─── Supplied information
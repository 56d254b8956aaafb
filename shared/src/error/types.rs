//! Error types and API response envelope

use super::codes::ErrorCode;
use http::StatusCode;
use serde::ser::SerializeMap;
use serde::{Deserialize, Serialize, Serializer};
use thiserror::Error;

/// One field-level problem inside an error response
#[derive(Debug, Clone, PartialEq, Eq, Serialize, Deserialize)]
pub struct ErrorDetail {
    /// Dotted path of the offending field (`lines.0.qty`)
    pub path: String,
    pub problem: String,
}

/// Application error with structured error code and details
#[derive(Debug, Clone, Error)]
#[error("{message}")]
pub struct AppError {
    /// The error code identifying the type of error
    pub code: ErrorCode,
    /// Human-readable error message
    pub message: String,
    /// Field-level problems, empty unless the error carries some
    pub details: Vec<ErrorDetail>,
}

impl AppError {
    /// Create a new error with the default message for the error code
    pub fn new(code: ErrorCode) -> Self {
        Self {
            message: code.message().to_string(),
            code,
            details: Vec::new(),
        }
    }

    /// Create a new error with a custom message
    pub fn with_message(code: ErrorCode, message: impl Into<String>) -> Self {
        Self {
            code,
            message: message.into(),
            details: Vec::new(),
        }
    }

    /// Add a field-level problem to this error
    pub fn with_detail(mut self, path: impl Into<String>, problem: impl Into<String>) -> Self {
        self.details.push(ErrorDetail {
            path: path.into(),
            problem: problem.into(),
        });
        self
    }

    /// Get the HTTP status code for this error
    pub fn http_status(&self) -> StatusCode {
        match self.code {
            ErrorCode::NotAuthenticated | ErrorCode::SessionInvalid | ErrorCode::SessionExpired => {
                StatusCode::UNAUTHORIZED
            }
            code => code.kind().http_status(),
        }
    }

    // ==================== Convenience constructors ====================

    /// Create a validation error
    pub fn validation(msg: impl Into<String>) -> Self {
        Self::with_message(ErrorCode::ValidationFailed, msg)
    }

    /// Validation error pointing at a single field
    pub fn invalid_field(path: impl Into<String>, problem: impl Into<String>) -> Self {
        let path = path.into();
        let problem = problem.into();
        Self::with_message(ErrorCode::ValidationFailed, format!("{path}: {problem}"))
            .with_detail(path, problem)
    }

    pub fn not_authenticated() -> Self {
        Self::new(ErrorCode::NotAuthenticated)
    }

    pub fn permission_denied(msg: impl Into<String>) -> Self {
        Self::with_message(ErrorCode::PermissionDenied, msg)
    }

    pub fn internal(msg: impl Into<String>) -> Self {
        Self::with_message(ErrorCode::InternalError, msg)
    }

    pub fn database(msg: impl Into<String>) -> Self {
        Self::with_message(ErrorCode::DatabaseError, msg)
    }

    pub fn conflict(msg: impl Into<String>) -> Self {
        Self::with_message(ErrorCode::AlreadyExists, msg)
    }

    pub fn feature_disabled(module: &str) -> Self {
        Self::with_message(
            ErrorCode::FeatureDisabled,
            format!("Module '{module}' is disabled for this venue"),
        )
    }
}

/// Serialized body of an error response
#[derive(Debug, Clone, Serialize, Deserialize)]
pub struct ErrorBody {
    pub ok: bool,
    pub code: ErrorCode,
    pub message: String,
    #[serde(default, skip_serializing_if = "Vec::is_empty")]
    pub details: Vec<ErrorDetail>,
}

impl From<&AppError> for ErrorBody {
    fn from(err: &AppError) -> Self {
        Self {
            ok: false,
            code: err.code,
            message: err.message.clone(),
            details: err.details.clone(),
        }
    }
}

/// Success envelope: `{ "ok": true, "<key>": <data> }`
///
/// The key names the entity (`order`, `payments`, `ticket`, ...).
#[derive(Debug, Clone)]
pub struct ApiResponse<T> {
    pub key: &'static str,
    pub data: T,
}

impl<T> ApiResponse<T> {
    pub fn new(key: &'static str, data: T) -> Self {
        Self { key, data }
    }
}

impl ApiResponse<()> {
    /// Success response without payload: `{ "ok": true }`
    pub fn ok() -> Self {
        Self { key: "", data: () }
    }
}

impl<T: Serialize> Serialize for ApiResponse<T> {
    fn serialize<S: Serializer>(&self, serializer: S) -> Result<S::Ok, S::Error> {
        let mut map = serializer.serialize_map(None)?;
        map.serialize_entry("ok", &true)?;
        if !self.key.is_empty() {
            map.serialize_entry(self.key, &self.data)?;
        }
        map.end()
    }
}

/// Type alias for Result with AppError
pub type AppResult<T> = Result<T, AppError>;

// ===== Axum Integration =====

impl axum::response::IntoResponse for AppError {
    fn into_response(self) -> axum::response::Response {
        use axum::Json;

        let status = self.http_status();
        let body = ErrorBody::from(&self);

        if self.code.kind().is_server_fault() {
            tracing::error!(
                code = %self.code,
                message = %self.message,
                "System error occurred"
            );
        }

        (status, Json(body)).into_response()
    }
}

impl<T: Serialize> axum::response::IntoResponse for ApiResponse<T> {
    fn into_response(self) -> axum::response::Response {
        (StatusCode::OK, axum::Json(self)).into_response()
    }
}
──────
### Action item
Copy out each line of the data that includes the string "ErrorDetail".

### Output for this exercise
pub struct ErrorDetail {
    pub details: Vec<ErrorDetail>,
        self.details.push(ErrorDetail {
    pub details: Vec<ErrorDetail>,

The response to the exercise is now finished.